▶ Requirement
Output, exactly as written, the lines of the data below from the one containing "to release reconciler" to the end.

Data extracts section start

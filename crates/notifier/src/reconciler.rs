//! Receipt reconciler — deferred delivery-receipt checks.
//!
//! Accepted tickets are queued in the store with a due time (15 minutes after
//! dispatch by default). A background loop picks up due checks, fetches their
//! receipts in provider-sized batches, and deactivates tokens the provider
//! reports as no longer registered. The queue lives in the database, so
//! pending checks survive a restart.

use std::collections::BTreeMap;
use std::future::Future;
use std::sync::Arc;
use std::time::Duration;

use chrono::Utc;
use tokio::time::MissedTickBehavior;

use herald_common::error::AppError;
use herald_common::types::{ReceiptCheck, redact_token};

use crate::expo::REQUEST_TIMEOUT;
use crate::lease::Lease;
use crate::provider::{MAX_RECEIPT_IDS_PER_BATCH, PushErrorCode, PushProvider, PushReceipt};
use crate::registry::TokenRegistry;
use crate::store::NotificationStore;

/// Default delay between dispatch and the receipt check.
pub const DEFAULT_RECEIPT_DELAY: Duration = Duration::from_secs(15 * 60);

/// Upper bound on checks loaded per tick.
const DUE_CHECKS_PER_TICK: i64 = 1000;

/// Fetch attempts per check before it is dropped.
const MAX_FETCH_ATTEMPTS: i32 = 3;

/// Base delay before a check whose batch failed is retried.
const FETCH_RETRY_BASE_SECS: i64 = 60;

/// Counters for one reconciliation pass.
#[derive(Debug, Default, Clone, Copy, PartialEq, Eq)]
pub struct ReconcileReport {
    pub checked: u32,
    pub delivered: u32,
    pub failed: u32,
    pub deactivated: u32,
    /// Checks the provider had no receipt for
    pub missing: u32,
    pub fetch_errors: u32,
    /// Batches whose queue update failed; they are picked up again next tick
    pub store_errors: u32,
    pub dropped: u32,
}

#[derive(Clone)]
pub struct ReceiptReconciler {
    store: Arc<dyn NotificationStore>,
    provider: Arc<dyn PushProvider>,
    registry: TokenRegistry,
    delay: chrono::Duration,
}

impl ReceiptReconciler {
    pub fn new(
        store: Arc<dyn NotificationStore>,
        provider: Arc<dyn PushProvider>,
        delay: Duration,
    ) -> Self {
        Self {
            registry: TokenRegistry::new(store.clone()),
            store,
            provider,
            delay: chrono::Duration::seconds(delay.as_secs() as i64),
        }
    }

    /// Queue receipt checks for accepted tickets, given as `(receipt_id, push_token)`.
    pub async fn schedule(&self, accepted: Vec<(String, String)>) -> Result<usize, AppError> {
        let due_at = Utc::now() + self.delay;
        let checks: Vec<ReceiptCheck> = accepted
            .into_iter()
            .map(|(receipt_id, push_token)| ReceiptCheck {
                receipt_id,
                push_token,
                due_at,
                attempts: 0,
            })
            .collect();

        self.store.enqueue_receipt_checks(&checks).await?;
        tracing::debug!(count = checks.len(), due_at = %due_at, "Receipt checks scheduled");
        Ok(checks.len())
    }

    /// Process every check that is due now.
    pub async fn process_due(&self) -> Result<ReconcileReport, AppError> {
        let now = Utc::now();
        let due = self
            .store
            .fetch_due_receipt_checks(now, DUE_CHECKS_PER_TICK)
            .await?;

        let mut report = ReconcileReport::default();

        for batch in due.chunks(MAX_RECEIPT_IDS_PER_BATCH) {
            let ids: Vec<String> = batch.iter().map(|c| c.receipt_id.clone()).collect();

            match self.provider.fetch_receipts(&ids).await {
                Ok(receipts) => {
                    for check in batch {
                        report.checked += 1;
                        match receipts.get(&check.receipt_id) {
                            Some(receipt) => self.apply_receipt(check, receipt, &mut report).await,
                            None => {
                                report.missing += 1;
                                tracing::debug!(
                                    receipt_id = %check.receipt_id,
                                    "No receipt available; treating check as complete"
                                );
                            }
                        }
                    }
                    if let Err(e) = self.store.delete_receipt_checks(&ids).await {
                        report.store_errors += 1;
                        tracing::error!(
                            batch_size = ids.len(),
                            error = %e,
                            "Failed to complete receipt checks for batch"
                        );
                    }
                }
                Err(e) => {
                    report.fetch_errors += 1;
                    tracing::error!(
                        batch_size = ids.len(),
                        error = %e,
                        "Failed to fetch push receipts for batch"
                    );
                    match self.retry_or_drop(batch).await {
                        Ok(dropped) => report.dropped += dropped,
                        Err(e) => {
                            report.store_errors += 1;
                            tracing::error!(
                                batch_size = ids.len(),
                                error = %e,
                                "Failed to reschedule receipt checks for batch"
                            );
                        }
                    }
                }
            }
        }

        Ok(report)
    }

    async fn apply_receipt(
        &self,
        check: &ReceiptCheck,
        receipt: &PushReceipt,
        report: &mut ReconcileReport,
    ) {
        let PushReceipt::Error { message, .. } = receipt else {
            report.delivered += 1;
            tracing::debug!(receipt_id = %check.receipt_id, "Push notification delivered");
            return;
        };

        report.failed += 1;
        let token = redact_token(&check.push_token);

        match receipt.error_code() {
            Some(PushErrorCode::DeviceNotRegistered) => {
                if self.registry.deactivate(&check.push_token).await {
                    report.deactivated += 1;
                }
            }
            Some(PushErrorCode::MessageTooBig) => {
                tracing::error!(token = %token, message = %message, "Push payload too large");
            }
            Some(PushErrorCode::MessageRateExceeded) => {
                tracing::warn!(token = %token, message = %message, "Push rate exceeded for device");
            }
            Some(code @ (PushErrorCode::MismatchSenderId | PushErrorCode::InvalidCredentials)) => {
                tracing::error!(
                    token = %token,
                    error_code = %code,
                    message = %message,
                    "Push credentials rejected by provider"
                );
            }
            Some(PushErrorCode::Other(code)) => {
                tracing::warn!(token = %token, error_code = %code, message = %message, "Push receipt error");
            }
            None => {
                tracing::warn!(token = %token, message = %message, "Push receipt error without code");
            }
        }
    }

    /// Reschedule checks from a failed batch, dropping those out of attempts.
    /// Returns the number dropped.
    async fn retry_or_drop(&self, batch: &[ReceiptCheck]) -> Result<u32, AppError> {
        let mut exhausted = Vec::new();
        let mut retry_by_attempt: BTreeMap<i32, Vec<String>> = BTreeMap::new();

        for check in batch {
            if check.attempts + 1 >= MAX_FETCH_ATTEMPTS {
                exhausted.push(check.receipt_id.clone());
            } else {
                retry_by_attempt
                    .entry(check.attempts)
                    .or_default()
                    .push(check.receipt_id.clone());
            }
        }

        for (attempts, ids) in retry_by_attempt {
            let backoff = FETCH_RETRY_BASE_SECS * 2_i64.pow(attempts as u32);
            let due_at = Utc::now() + chrono::Duration::seconds(backoff);
            self.store.reschedule_receipt_checks(&ids, due_at).await?;
        }

        if !exhausted.is_empty() {
            tracing::warn!(
                count = exhausted.len(),
                attempts = MAX_FETCH_ATTEMPTS,
                "Dropping receipt checks after repeated fetch failures"
            );
            self.store.delete_receipt_checks(&exhausted).await?;
        }

        Ok(exhausted.len() as u32)
    }

    /// Lease TTL that outlives one poll interval plus the slowest possible
    /// pass (every receipt batch hitting the request timeout).
    pub fn lease_ttl(poll_interval: Duration) -> Duration {
        let batches = (DUE_CHECKS_PER_TICK as u32).div_ceil(MAX_RECEIPT_IDS_PER_BATCH as u32);
        poll_interval * 2 + REQUEST_TIMEOUT * batches
    }

    /// Poll for due checks until `shutdown` resolves, then release the lease.
    ///
    /// With a lease, only the instance holding it processes a tick.
    pub async fn run(
        &self,
        poll_interval: Duration,
        mut lease: Option<Box<dyn Lease>>,
        shutdown: impl Future<Output = ()> + Send,
    ) {
        let mut ticker = tokio::time::interval(poll_interval);
        ticker.set_missed_tick_behavior(MissedTickBehavior::Delay);
        tokio::pin!(shutdown);

        tracing::info!(
            poll_interval_secs = poll_interval.as_secs(),
            delay_secs = self.delay.num_seconds(),
            leased = lease.is_some(),
            "Receipt reconciler started"
        );

        loop {
            tokio::select! {
                _ = &mut shutdown => break,
                _ = ticker.tick() => {}
            }

            if let Some(lease) = lease.as_mut() {
                match lease.try_acquire().await {
                    Ok(true) => {}
                    Ok(false) => {
                        tracing::debug!("Reconciler lease held by another instance");
                        continue;
                    }
                    Err(e) => {
                        tracing::warn!(error = %e, "Reconciler lease check failed, skipping tick");
                        continue;
                    }
                }
            }

            match self.process_due().await {
                Ok(report)
                    if report.checked > 0 || report.fetch_errors > 0 || report.store_errors > 0 =>
                {
                    tracing::info!(
                        checked = report.checked,
                        delivered = report.delivered,
                        failed = report.failed,
                        deactivated = report.deactivated,
                        fetch_errors = report.fetch_errors,
                        store_errors = report.store_errors,
                        "Receipt reconciliation pass complete"
                    );
                }
                Ok(_) => {}
                Err(e) => {
                    tracing::error!(error = %e, "Receipt reconciliation pass failed");
                }
            }
        }

        if let Some(mut lease) = lease {
            if let Err(e) = lease.release().await {
                tracing::warn!(error = %e, "Failed to release reconciler lease");
            }
        }
        tracing::info!("Receipt reconciler stopped");
    }
}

Data extracts section end

▶ Finished exercise
                tracing::warn!(error = %e, "Failed to release reconciler lease");
            }
        }
        tracing::info!("Receipt reconciler stopped");
    }
}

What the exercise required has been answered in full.